[Dataset entries]
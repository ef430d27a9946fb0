// ABOUTME: Scoring variants built on the shared aggregator
// ABOUTME: Dispatches a validated snapshot to the sky, aurora or outdoor scorer
//
// SPDX-License-Identifier: MIT OR Apache-2.0
// Copyright (c) 2025 Skywatch Contributors

//! Scoring variants
//!
//! Each variant supplies its factor breakdown, override caps, rating table,
//! reasons and recommendation. The aggregation arithmetic itself lives in
//! [`crate::aggregator`].

/// Aurora watching
pub mod aurora;
/// General outdoor activity
pub mod outdoor;
/// Stargazing
pub mod sky;

use crate::config::ScoringConfig;
use skywatch_core::constants::scoring::MAX_REASONS;
use skywatch_core::models::{ScoreResult, ScoreVariant, ValidatedSnapshot};
use tracing::debug;

/// Score a snapshot whose defaults have already been substituted
#[must_use]
pub fn score_validated(
    variant: ScoreVariant,
    snapshot: &ValidatedSnapshot,
    config: &ScoringConfig,
) -> ScoreResult {
    let result = match variant {
        ScoreVariant::Sky => sky::score(snapshot, config),
        ScoreVariant::Aurora => aurora::score(snapshot, config),
        ScoreVariant::Outdoor => outdoor::score(snapshot, config),
    };
    debug!(
        variant = %variant,
        score = result.score,
        rating = %result.rating,
        capped = !result.applied_caps.is_empty(),
        "scored conditions"
    );
    result
}

/// Keep the first reasons, up to the per-result limit
fn limit_reasons(mut reasons: Vec<String>) -> Vec<String> {
    reasons.truncate(MAX_REASONS);
    reasons
}
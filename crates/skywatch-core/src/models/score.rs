// ABOUTME: Scoring result types shared by every scoring variant
// ABOUTME: ScoreVariant, Rating, FactorKind, FactorResult, override caps and ScoreResult
//
// SPDX-License-Identifier: MIT OR Apache-2.0
// Copyright (c) 2025 Skywatch Contributors

use serde::{Deserialize, Serialize};
use std::fmt;
use std::str::FromStr;

/// Which activity a snapshot is graded for
#[derive(Debug, Clone, Copy, PartialEq, Eq, Hash, Serialize, Deserialize)]
#[serde(rename_all = "lowercase")]
pub enum ScoreVariant {
    /// Stargazing: dark, clear, steady sky
    Sky,
    /// Aurora watching: geomagnetic activity relative to latitude
    Aurora,
    /// General outdoor activity: temperature, rain, wind
    Outdoor,
}

impl ScoreVariant {
    /// All variants, in display order
    pub const ALL: [Self; 3] = [Self::Sky, Self::Aurora, Self::Outdoor];

    /// Lowercase identifier
    #[must_use]
    pub const fn as_str(self) -> &'static str {
        match self {
            Self::Sky => "sky",
            Self::Aurora => "aurora",
            Self::Outdoor => "outdoor",
        }
    }
}

impl fmt::Display for ScoreVariant {
    fn fmt(&self, f: &mut fmt::Formatter<'_>) -> fmt::Result {
        f.write_str(self.as_str())
    }
}

impl FromStr for ScoreVariant {
    type Err = String;

    fn from_str(s: &str) -> Result<Self, Self::Err> {
        match s.trim().to_lowercase().as_str() {
            "sky" | "stargazing" => Ok(Self::Sky),
            "aurora" => Ok(Self::Aurora),
            "outdoor" | "outdoors" => Ok(Self::Outdoor),
            other => Err(format!("unknown score variant '{other}'")),
        }
    }
}

/// Qualitative rating derived from the composite score
///
/// Sky and outdoor results use Excellent, Good, Fair, Poor and Bad. Aurora
/// results use Excellent, Good, Possible, Unlikely and Not Visible.
#[derive(Debug, Clone, Copy, PartialEq, Eq, Hash, Serialize, Deserialize)]
#[serde(rename_all = "snake_case")]
pub enum Rating {
    /// Best tier
    Excellent,
    /// Second tier
    Good,
    /// Middle tier (sky, outdoor)
    Fair,
    /// Middle tier (aurora)
    Possible,
    /// Fourth tier (sky, outdoor)
    Poor,
    /// Fourth tier (aurora)
    Unlikely,
    /// Lowest tier (sky, outdoor)
    Bad,
    /// Lowest tier (aurora)
    NotVisible,
}

impl Rating {
    /// Position in its scale, 4 for the best tier and 0 for the lowest
    #[must_use]
    pub const fn tier(self) -> u8 {
        match self {
            Self::Excellent => 4,
            Self::Good => 3,
            Self::Fair | Self::Possible => 2,
            Self::Poor | Self::Unlikely => 1,
            Self::Bad | Self::NotVisible => 0,
        }
    }

    /// Human-readable label
    #[must_use]
    pub const fn label(self) -> &'static str {
        match self {
            Self::Excellent => "Excellent",
            Self::Good => "Good",
            Self::Fair => "Fair",
            Self::Possible => "Possible",
            Self::Poor => "Poor",
            Self::Unlikely => "Unlikely",
            Self::Bad => "Bad",
            Self::NotVisible => "Not Visible",
        }
    }
}

impl fmt::Display for Rating {
    fn fmt(&self, f: &mut fmt::Formatter<'_>) -> fmt::Result {
        f.write_str(self.label())
    }
}

/// Identity of one scoring factor
#[derive(Debug, Clone, Copy, PartialEq, Eq, Hash, Serialize, Deserialize)]
#[serde(rename_all = "snake_case")]
pub enum FactorKind {
    /// Cloud cover
    CloudCover,
    /// Moon brightness
    Moon,
    /// Relative humidity
    Humidity,
    /// Wind speed
    Wind,
    /// Horizontal visibility
    Visibility,
    /// Kp index measured against the latitude threshold
    KpLatitude,
    /// Sun depression below the horizon
    Darkness,
    /// Light pollution and moon interference for aurora (never penalizes)
    Viewing,
    /// Air temperature
    Temperature,
    /// Precipitation probability
    Rain,
}

impl FactorKind {
    /// Display name
    #[must_use]
    pub const fn name(self) -> &'static str {
        match self {
            Self::CloudCover => "Cloud cover",
            Self::Moon => "Moon",
            Self::Humidity => "Humidity",
            Self::Wind => "Wind",
            Self::Visibility => "Visibility",
            Self::KpLatitude => "Kp vs latitude",
            Self::Darkness => "Darkness",
            Self::Viewing => "Viewing",
            Self::Temperature => "Temperature",
            Self::Rain => "Rain",
        }
    }
}

/// One factor's contribution to a composite score
#[derive(Debug, Clone, Copy, PartialEq, Serialize, Deserialize)]
pub struct FactorResult {
    /// Which factor this is
    pub kind: FactorKind,
    /// Input value after default substitution, `None` for input-less factors
    pub value: Option<f64>,
    /// Sub-score in [0, 100]
    pub sub_score: u8,
    /// Weight in percentage points
    pub weight: u8,
}

impl FactorResult {
    /// Build a factor result
    #[must_use]
    pub const fn new(kind: FactorKind, value: Option<f64>, sub_score: u8, weight: u8) -> Self {
        Self {
            kind,
            value,
            sub_score,
            weight,
        }
    }

    /// Points this factor adds to the weighted sum
    #[must_use]
    pub fn weighted_points(&self) -> f64 {
        f64::from(self.sub_score) * f64::from(self.weight) / 100.0
    }
}

/// Domain rule that lowered a composite score
#[derive(Debug, Clone, Copy, PartialEq, Eq, Hash, Serialize, Deserialize)]
#[serde(rename_all = "snake_case")]
pub enum CapKind {
    /// Kp more than one point below the latitude threshold
    WeakGeomagneticActivity,
    /// Sun above civil twilight
    Daylight,
    /// Precipitation very likely
    HeavyRain,
}

impl CapKind {
    /// Why the cap exists, phrased for display
    #[must_use]
    pub const fn description(self) -> &'static str {
        match self {
            Self::WeakGeomagneticActivity => "geomagnetic activity too weak for this latitude",
            Self::Daylight => "sky not dark enough",
            Self::HeavyRain => "rain very likely",
        }
    }
}

/// A cap that was applied to a result
#[derive(Debug, Clone, Copy, PartialEq, Eq, Serialize, Deserialize)]
pub struct OverrideCap {
    /// Which rule fired
    pub kind: CapKind,
    /// Score ceiling the rule imposes
    pub ceiling: u8,
}

/// Composite score for one snapshot
#[derive(Debug, Clone, PartialEq, Serialize, Deserialize)]
pub struct ScoreResult {
    /// Variant that produced this result
    pub variant: ScoreVariant,
    /// Composite score in [0, 100]
    pub score: u8,
    /// Qualitative rating
    pub rating: Rating,
    /// Factor breakdown, in weight-table order
    pub factors: Vec<FactorResult>,
    /// Short explanations derived from the factor values
    pub reasons: Vec<String>,
    /// Suggested action
    #[serde(skip_serializing_if = "Option::is_none")]
    pub recommendation: Option<String>,
    /// Caps that lowered the weighted sum
    #[serde(default, skip_serializing_if = "Vec::is_empty")]
    pub applied_caps: Vec<OverrideCap>,
}

impl ScoreResult {
    /// Look up one factor of the breakdown
    #[must_use]
    pub fn factor(&self, kind: FactorKind) -> Option<&FactorResult> {
        self.factors.iter().find(|factor| factor.kind == kind)
    }

    /// Whether a given cap lowered this score
    #[must_use]
    pub fn was_capped_by(&self, kind: CapKind) -> bool {
        self.applied_caps.iter().any(|cap| cap.kind == kind)
    }
}

#[cfg(test)]
mod tests {
    use super::*;

    #[test]
    fn test_variant_parsing() {
        assert_eq!("Sky".parse::<ScoreVariant>(), Ok(ScoreVariant::Sky));
        assert_eq!("aurora".parse::<ScoreVariant>(), Ok(ScoreVariant::Aurora));
        assert!("tides".parse::<ScoreVariant>().is_err());
    }

    #[test]
    fn test_rating_tiers_line_up_across_scales() {
        assert_eq!(Rating::Fair.tier(), Rating::Possible.tier());
        assert_eq!(Rating::Bad.tier(), Rating::NotVisible.tier());
        assert!(Rating::Excellent.tier() > Rating::Good.tier());
        assert_eq!(Rating::NotVisible.to_string(), "Not Visible");
    }

    #[test]
    fn test_weighted_points() {
        let factor = FactorResult::new(FactorKind::CloudCover, Some(10.0), 90, 40);
        assert!((factor.weighted_points() - 36.0).abs() < f64::EPSILON);
    }
}
// ABOUTME: Outdoor activity score from temperature, rain probability, wind and cloud cover
// ABOUTME: Applies the heavy-rain cap on top of the weighted sum
//
// SPDX-License-Identifier: MIT OR Apache-2.0
// Copyright (c) 2025 Skywatch Contributors

use super::limit_reasons;
use crate::aggregator::{aggregate, CapRule, RatingTable};
use crate::config::ScoringConfig;
use crate::factors;
use skywatch_core::constants::{curves, outdoor};
use skywatch_core::models::{
    CapKind, FactorKind, FactorResult, Rating, ScoreResult, ScoreVariant, ValidatedSnapshot,
};

const POSSIBLE_RAIN_PERCENT: f64 = 40.0;
const BREEZY_WIND_KMH: f64 = 25.0;
const SUNNY_CLOUD_PERCENT: f64 = 20.0;
const OVERCAST_CLOUD_PERCENT: f64 = 80.0;

/// Outdoor activity score
#[must_use]
pub fn score(snapshot: &ValidatedSnapshot, config: &ScoringConfig) -> ScoreResult {
    let weights = &config.outdoor;
    let factors = vec![
        FactorResult::new(
            FactorKind::Temperature,
            Some(snapshot.temperature),
            factors::temperature(snapshot.temperature),
            weights.temperature,
        ),
        FactorResult::new(
            FactorKind::Rain,
            Some(snapshot.precipitation_probability),
            factors::rain(snapshot.precipitation_probability),
            weights.rain,
        ),
        FactorResult::new(
            FactorKind::Wind,
            Some(snapshot.wind_speed_kmh),
            factors::wind(snapshot.wind_speed_kmh),
            weights.wind,
        ),
        FactorResult::new(
            FactorKind::CloudCover,
            Some(snapshot.cloud_cover),
            factors::outdoor_cloud(snapshot.cloud_cover),
            weights.cloud,
        ),
    ];

    let caps = [CapRule::new(
        CapKind::HeavyRain,
        outdoor::HEAVY_RAIN_CAP,
        snapshot.precipitation_probability >= outdoor::HEAVY_RAIN_PERCENT,
    )];

    let table = RatingTable::standard(&config.ratings);
    let aggregate = aggregate(&factors, &caps, &table, None);

    ScoreResult {
        variant: ScoreVariant::Outdoor,
        score: aggregate.score,
        rating: aggregate.rating,
        factors,
        reasons: reasons(snapshot),
        recommendation: Some(recommendation(aggregate.rating).to_owned()),
        applied_caps: aggregate.applied_caps,
    }
}

fn reasons(snapshot: &ValidatedSnapshot) -> Vec<String> {
    let mut reasons = Vec::with_capacity(4);

    let temperature = snapshot.temperature;
    reasons.push(if temperature <= curves::TEMPERATURE_COLD_LIMIT_CELSIUS {
        format!("Freezing ({temperature:.0}°C)")
    } else if temperature < curves::TEMPERATURE_IDEAL_MIN_CELSIUS {
        format!("Cool ({temperature:.0}°C)")
    } else if temperature <= curves::TEMPERATURE_IDEAL_MAX_CELSIUS {
        format!("Comfortable temperature ({temperature:.0}°C)")
    } else if temperature < curves::TEMPERATURE_HOT_LIMIT_CELSIUS {
        format!("Warm ({temperature:.0}°C)")
    } else {
        format!("Extreme heat ({temperature:.0}°C)")
    });

    let rain = snapshot.precipitation_probability;
    reasons.push(if rain >= outdoor::HEAVY_RAIN_PERCENT {
        format!("Rain very likely ({rain:.0}%)")
    } else if rain >= POSSIBLE_RAIN_PERCENT {
        format!("Chance of rain ({rain:.0}%)")
    } else {
        format!("Low chance of rain ({rain:.0}%)")
    });

    let wind = snapshot.wind_speed_kmh;
    if wind >= curves::WIND_WORST_KMH {
        reasons.push(format!("Strong wind ({wind:.0} km/h)"));
    } else if wind > BREEZY_WIND_KMH {
        reasons.push(format!("Breezy ({wind:.0} km/h)"));
    }

    let cloud = snapshot.cloud_cover;
    if cloud <= SUNNY_CLOUD_PERCENT {
        reasons.push("Mostly sunny".to_owned());
    } else if cloud >= OVERCAST_CLOUD_PERCENT {
        reasons.push(format!("Overcast ({cloud:.0}% cloud cover)"));
    }

    limit_reasons(reasons)
}

const fn recommendation(rating: Rating) -> &'static str {
    match rating {
        Rating::Excellent => "Great conditions to be outside.",
        Rating::Good => "Good conditions for outdoor plans.",
        Rating::Fair | Rating::Possible => "Acceptable conditions, dress for the weather.",
        Rating::Poor | Rating::Unlikely => "Consider shorter outings or a backup plan.",
        Rating::Bad | Rating::NotVisible => "Better to stay in or pick another time.",
    }
}
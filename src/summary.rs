//! Weekly summary derivation
//!
//! Mirrors the dashboard's weekly view: per-metric averages and split-half
//! trends over the trailing window, plus a categorical mood readout. Also
//! provides the latest-day snapshot behind the metric cards.

use crate::config::AnalyticsConfig;
use crate::error::AnalyticsError;
use crate::series::{metric_values, tail_window};
use crate::stats::{average, trend};
use crate::types::{
    DailyRecord, DailySnapshot, Metric, MetricAverages, MetricTrends, MoodDescriptor,
    TrendResult, WeeklySummary,
};

/// Summarize the trailing window of a record series
pub fn summarize(
    records: &[DailyRecord],
    config: &AnalyticsConfig,
) -> Result<WeeklySummary, AnalyticsError> {
    let window = tail_window(records, config.window_days);
    if window.is_empty() {
        return Err(AnalyticsError::EmptyInput);
    }

    let averages = MetricAverages {
        sleep_hours: average(&metric_values(window, Metric::Sleep))?,
        steps: average(&metric_values(window, Metric::Steps))?,
        heart_rate_bpm: average(&metric_values(window, Metric::HeartRate))?,
        water_oz: average(&metric_values(window, Metric::Water))?,
        mood: average(&metric_values(window, Metric::Mood))?,
    };

    let trends = MetricTrends {
        sleep: metric_trend(window, Metric::Sleep, config),
        steps: metric_trend(window, Metric::Steps, config),
        heart_rate: metric_trend(window, Metric::HeartRate, config),
        water: metric_trend(window, Metric::Water, config),
        mood: metric_trend(window, Metric::Mood, config),
    };

    let mood = MoodDescriptor::from_weekly_average(averages.mood);

    Ok(WeeklySummary {
        averages,
        trends,
        mood,
    })
}

/// The most recent record with its categorical mood label, or `None` for an
/// empty series
pub fn latest(records: &[DailyRecord]) -> Option<DailySnapshot> {
    records.last().map(|record| DailySnapshot {
        mood_label: MoodDescriptor::from_daily(record.mood),
        record: record.clone(),
    })
}

fn metric_trend(window: &[DailyRecord], metric: Metric, config: &AnalyticsConfig) -> TrendResult {
    trend(
        &metric_values(window, metric),
        metric.polarity(),
        config.trend_neutral_band_pct,
    )
}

### What needs to be done
From the entries above, extract only the lines running from the one containing "Precipitation very likely" through the one containing "activity too weak", inclusive.

### Answer to this exercise
    /// Precipitation very likely
    HeavyRain,
}

impl CapKind {
    /// Why the cap exists, phrased for display
    #[must_use]
    pub const fn description(self) -> &'static str {
        match self {
            Self::WeakGeomagneticActivity => "geomagnetic activity too weak for this latitude",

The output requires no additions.